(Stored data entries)
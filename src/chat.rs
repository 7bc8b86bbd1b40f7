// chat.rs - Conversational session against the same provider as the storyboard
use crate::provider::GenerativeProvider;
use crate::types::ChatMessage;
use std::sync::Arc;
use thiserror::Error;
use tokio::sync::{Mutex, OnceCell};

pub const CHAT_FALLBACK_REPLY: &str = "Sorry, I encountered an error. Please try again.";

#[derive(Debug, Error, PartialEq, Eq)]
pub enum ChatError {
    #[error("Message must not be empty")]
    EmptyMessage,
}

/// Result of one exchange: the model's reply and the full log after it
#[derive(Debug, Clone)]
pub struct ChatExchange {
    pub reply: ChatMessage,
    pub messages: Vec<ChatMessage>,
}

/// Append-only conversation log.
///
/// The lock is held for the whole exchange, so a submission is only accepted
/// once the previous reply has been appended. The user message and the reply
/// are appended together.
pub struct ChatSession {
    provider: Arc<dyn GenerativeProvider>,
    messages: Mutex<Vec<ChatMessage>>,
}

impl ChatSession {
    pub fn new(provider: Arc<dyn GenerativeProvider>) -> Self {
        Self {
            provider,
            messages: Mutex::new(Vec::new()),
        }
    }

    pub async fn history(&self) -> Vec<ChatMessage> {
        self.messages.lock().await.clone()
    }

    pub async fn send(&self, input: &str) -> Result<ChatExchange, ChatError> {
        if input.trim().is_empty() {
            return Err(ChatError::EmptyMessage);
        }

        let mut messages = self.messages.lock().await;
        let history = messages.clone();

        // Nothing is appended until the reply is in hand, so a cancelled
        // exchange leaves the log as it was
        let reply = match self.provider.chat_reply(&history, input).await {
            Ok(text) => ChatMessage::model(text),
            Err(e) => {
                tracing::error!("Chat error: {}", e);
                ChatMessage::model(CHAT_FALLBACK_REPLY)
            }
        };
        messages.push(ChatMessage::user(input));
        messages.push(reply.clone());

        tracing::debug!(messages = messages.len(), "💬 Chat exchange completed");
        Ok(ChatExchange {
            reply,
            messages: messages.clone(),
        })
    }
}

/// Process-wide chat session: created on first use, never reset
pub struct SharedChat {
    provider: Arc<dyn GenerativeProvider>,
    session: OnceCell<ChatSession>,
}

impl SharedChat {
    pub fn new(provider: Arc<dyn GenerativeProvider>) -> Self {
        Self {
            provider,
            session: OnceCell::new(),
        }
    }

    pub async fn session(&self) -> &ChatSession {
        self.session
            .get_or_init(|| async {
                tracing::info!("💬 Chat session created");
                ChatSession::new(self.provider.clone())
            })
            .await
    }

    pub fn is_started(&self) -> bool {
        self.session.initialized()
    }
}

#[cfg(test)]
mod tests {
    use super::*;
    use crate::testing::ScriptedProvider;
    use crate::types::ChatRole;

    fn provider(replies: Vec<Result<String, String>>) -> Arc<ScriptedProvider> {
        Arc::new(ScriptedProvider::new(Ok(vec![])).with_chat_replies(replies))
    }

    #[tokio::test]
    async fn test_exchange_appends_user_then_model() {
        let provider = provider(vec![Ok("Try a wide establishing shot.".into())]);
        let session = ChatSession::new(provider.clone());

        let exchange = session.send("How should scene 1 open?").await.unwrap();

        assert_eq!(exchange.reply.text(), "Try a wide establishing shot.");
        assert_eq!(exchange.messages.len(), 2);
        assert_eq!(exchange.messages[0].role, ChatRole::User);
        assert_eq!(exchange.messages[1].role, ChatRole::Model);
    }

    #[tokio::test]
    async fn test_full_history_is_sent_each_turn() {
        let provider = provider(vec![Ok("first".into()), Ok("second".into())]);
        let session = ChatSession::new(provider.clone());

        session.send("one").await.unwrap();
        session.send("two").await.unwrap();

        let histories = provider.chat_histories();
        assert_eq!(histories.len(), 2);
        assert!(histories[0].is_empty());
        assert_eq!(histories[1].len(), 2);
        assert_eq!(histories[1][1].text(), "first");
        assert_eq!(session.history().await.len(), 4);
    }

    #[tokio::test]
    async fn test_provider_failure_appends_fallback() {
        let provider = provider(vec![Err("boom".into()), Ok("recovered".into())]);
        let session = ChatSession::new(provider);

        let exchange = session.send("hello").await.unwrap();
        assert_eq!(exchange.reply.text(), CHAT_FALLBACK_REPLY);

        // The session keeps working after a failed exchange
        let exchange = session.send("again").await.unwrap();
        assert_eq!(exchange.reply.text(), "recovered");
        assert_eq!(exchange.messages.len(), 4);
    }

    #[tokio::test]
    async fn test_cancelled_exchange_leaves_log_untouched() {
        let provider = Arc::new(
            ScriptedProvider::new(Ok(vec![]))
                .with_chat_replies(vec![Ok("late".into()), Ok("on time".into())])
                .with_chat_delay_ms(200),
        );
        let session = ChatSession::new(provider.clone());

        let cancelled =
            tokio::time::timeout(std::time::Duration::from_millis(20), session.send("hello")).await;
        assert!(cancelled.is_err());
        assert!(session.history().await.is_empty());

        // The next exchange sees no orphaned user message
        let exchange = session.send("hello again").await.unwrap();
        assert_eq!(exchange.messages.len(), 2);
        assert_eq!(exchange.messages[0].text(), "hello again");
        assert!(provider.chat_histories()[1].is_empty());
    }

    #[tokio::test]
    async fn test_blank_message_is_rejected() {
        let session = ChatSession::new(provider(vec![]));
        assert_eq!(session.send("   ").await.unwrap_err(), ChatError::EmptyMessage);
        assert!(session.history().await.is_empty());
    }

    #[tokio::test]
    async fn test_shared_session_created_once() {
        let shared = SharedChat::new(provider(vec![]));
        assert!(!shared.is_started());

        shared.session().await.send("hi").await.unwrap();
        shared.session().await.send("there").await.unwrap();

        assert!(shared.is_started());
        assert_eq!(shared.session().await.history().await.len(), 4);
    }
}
==
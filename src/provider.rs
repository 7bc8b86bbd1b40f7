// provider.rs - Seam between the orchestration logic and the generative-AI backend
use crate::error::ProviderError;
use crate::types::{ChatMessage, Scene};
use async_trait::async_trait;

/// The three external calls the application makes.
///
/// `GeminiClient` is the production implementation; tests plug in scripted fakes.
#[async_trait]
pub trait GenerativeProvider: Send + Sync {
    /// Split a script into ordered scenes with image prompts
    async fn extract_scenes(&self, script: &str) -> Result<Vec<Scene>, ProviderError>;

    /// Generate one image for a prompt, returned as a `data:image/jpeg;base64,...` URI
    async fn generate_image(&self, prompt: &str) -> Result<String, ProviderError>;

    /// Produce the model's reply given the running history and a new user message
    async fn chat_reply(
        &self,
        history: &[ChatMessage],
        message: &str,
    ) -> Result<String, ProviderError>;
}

→ **Your instructions**:
Copy every line above that holds the word "ProviderError".

→ **Completed exercise**:
use crate::error::ProviderError;
    async fn extract_scenes(&self, script: &str) -> Result<Vec<Scene>, ProviderError>;
    async fn generate_image(&self, prompt: &str) -> Result<String, ProviderError>;
    ) -> Result<String, ProviderError>;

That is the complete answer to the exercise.